Don't get a lock when querying the parent reseed_count (alternative version) #20970

mattcaswell · 2023-05-15T15:10:09Z

This is an alternative fix to #20944.

This enables the parent reseed_count to be queried without a lock and only requires changes to our own DRBG implementations. It makes no change to the EVP_RAND layer and nor does it add or amend the libcrypto->provider interface. So, there are no API or behaviour changes required for this.

Previously the EVP layer would call lock and unlock functions on the underlying DRBG implementation to say when a lock should be acquired and released. This gives the DRBG implementation no say as to what kind of lock should obtained (e.g. read/write) or even whether a lock is actually needed or not.

In reality we know whether a DRBG is supposed to be in locking mode or not because the "enable_locking()" function will have been called if locks should be used. Therefore we re-interpret the lock and unlock functions as "hints" from the EVP layer which we ignore. Instead we acquire locks only when we need them. By knowing the context we can obtain either a read or a write lock as appropriate.

This may mean that in some rare cases we acquire the locks more than once for a single EVP call, if the EVP call makes several calls to the underlying DRBG. But in practice almost all EVP calls only make one such call. EVP_RAND_generate() is an example of a call where multiple DRBG calls may be made. One of these gets the "max_request" parameter (which is constant for all of our own DRBGs) and it may make several calls to the DRBG generate call - but only if the requested size is very large which will rarely be the case.

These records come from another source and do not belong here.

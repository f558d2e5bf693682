use axum::{extract::State, Json};
use std::sync::Arc;
use tracing::debug;

use crate::core::error::AppError;
use crate::core::extractor::ReportForm;
use crate::features::daily_reports::dtos::SubmitReportFormDoc;
use crate::features::daily_reports::services::ReportSubmissionService;
use crate::shared::types::SubmissionResponse;

/// Submit a daily site report
///
/// Accepts multipart/form-data with the report text fields and 3 to 10
/// `photos` parts. Validation failures write nothing. A failure after the
/// report row exists is rolled back before the error is returned.
#[utoipa::path(
    post,
    path = "/api/daily-report",
    tag = "daily-reports",
    request_body(
        content = SubmitReportFormDoc,
        content_type = "multipart/form-data",
        description = "Daily report form with 3 to 10 photos",
    ),
    responses(
        (status = 200, description = "Report stored; check emailSent for the notification", body = SubmissionResponse),
        (status = 400, description = "Validation error", body = SubmissionResponse),
        (status = 404, description = "Unknown organisation or site", body = SubmissionResponse),
        (status = 413, description = "Request body too large", body = SubmissionResponse),
        (status = 500, description = "Report could not be stored", body = SubmissionResponse)
    )
)]
pub async fn submit_daily_report(
    State(service): State<Arc<ReportSubmissionService>>,
    ReportForm(form): ReportForm,
) -> Result<Json<SubmissionResponse>, AppError> {
    debug!(
        "Received daily report for org '{}' with {} photo part(s)",
        form.org_slug,
        form.photos.len()
    );

    let report = service.validate(form)?;
    let outcome = service.submit_detached(report).await?;
    debug!(
        "Report {} stored with {} photo(s)",
        outcome.report_id, outcome.photo_count
    );

    Ok(Json(SubmissionResponse::success(
        outcome.report_id,
        outcome.notification.sent,
        outcome.notification.error,
    )))
}
use sqlx::FromRow;
use uuid::Uuid;

/// Database model for a registered, active site
#[derive(Debug, Clone, FromRow)]
pub struct Site {
    pub id: Uuid,
    pub organisation_id: Uuid,
    pub site_number: String,
}
use crate::core::config::DatabaseConfig;
use sqlx::{postgres::PgPoolOptions, PgPool};
use std::time::Duration;
use tokio::sync::OnceCell;

/// Process-wide pool, created on first use and reused afterwards
static POOL: OnceCell<PgPool> = OnceCell::const_new();

pub async fn create_pool(config: &DatabaseConfig) -> Result<PgPool, sqlx::Error> {
    PgPoolOptions::new()
        .max_connections(config.max_connections)
        .min_connections(config.min_connections)
        .acquire_timeout(Duration::from_secs(config.acquire_timeout_secs))
        .idle_timeout(Duration::from_secs(config.idle_timeout_secs))
        .max_lifetime(Duration::from_secs(config.max_lifetime_secs))
        .connect(&config.url)
        .await
}

/// Returns the shared pool, connecting on the first call.
///
/// Later calls ignore `config` and hand out a clone of the memoised pool.
pub async fn shared_pool(config: &DatabaseConfig) -> Result<PgPool, sqlx::Error> {
    POOL.get_or_try_init(|| create_pool(config)).await.cloned()
}
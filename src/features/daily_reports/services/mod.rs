mod notification;
mod report_store;
mod submission_service;

pub use report_store::{PgReportStore, ReportStore};
pub use submission_service::{ReportSubmissionService, SubmissionSettings};
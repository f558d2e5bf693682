/// Inclusive lower bound on photos per report (after dropping empty parts)
pub const MIN_PHOTOS: usize = 3;

/// Inclusive upper bound on photos per report
pub const MAX_PHOTOS: usize = 10;

/// Extension used when an upload's file name carries none
pub const FALLBACK_PHOTO_EXTENSION: &str = "jpg";

/// Content type used when an upload declares none
pub const FALLBACK_PHOTO_CONTENT_TYPE: &str = "image/jpeg";

/// Lifetime of the signed photo links in notification emails (7 days)
pub const SIGNED_URL_TTL_SECS: u32 = 60 * 60 * 24 * 7;

/// Photos uploaded concurrently within a single submission
pub const UPLOAD_CONCURRENCY: usize = 4;

/// Literal tokens accepted for boolean form fields
pub const TOKEN_TRUE: &str = "true";
pub const TOKEN_FALSE: &str = "false";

Even if a DRBG has locking enabled on it, there are certain parameters which are still safe to obtain even without a lock. The max_request value is constant for all our DRBGs. The reseed_counter does not matter if we get it wrong - so it is safe to avoid the lock. So if all we are reading are those parameters then we take no lock at all.

Partially fixes #20286

Previously the EVP layer would call lock and unlock functions on the underlying DRBG implementation to say when a lock should be acquired and released. This gives the DRBG implementation no say as to what kind of lock should obtained (e.g. read/write) or even whether a lock is actually needed or not. In reality we know whether a DRBG is supposed to be in locking mode or not because the "enable_locking()" function will have been called if locks should be used. Therefore we re-interpret the lock and unlock functions as "hints" from the EVP layer which we ignore. Instead we acquire locks only when we need them. By knowing the context we can obtain either a read or a write lock as appropriate. This may mean that in some rare cases we acquire the locks more than once for a single EVP call, if the EVP call makes several calls to the underlying DRBG. But in practice almost all EVP calls only make one such call. EVP_RAND_generate() is an example of a call where multiple DRBG calls may be made. One of these gets the "max_request" parameter (which is constant for all of our own DRBGs) and it may make several calls to the DRBG generate call - but only if the requested size is very large which will rarely be the case. Partially fixes openssl#20286

Even if a DRBG has locking enabled on it, there are certain parameters which are still safe to obtain even without a lock. The max_request value is constant for all our DRBGs. The reseed_counter does not matter if we get it wrong - so it is safe to avoid the lock. So if all we are reading are those parameters then we take no lock at all. Partially fixes openssl#20286

richsalz · 2023-05-15T17:16:35Z

Needs some docs I think.

paulidale · 2023-05-15T21:45:14Z

providers/implementations/rands/drbg.c

-    if (drbg == NULL || drbg->lock == NULL)
-        return 1;
-    return CRYPTO_THREAD_write_lock(drbg->lock);
+    return 1;


This is just wrong: the primary DRBG will no longer be protected by a lock and it is accessed by multiple threads. Chaos ensues.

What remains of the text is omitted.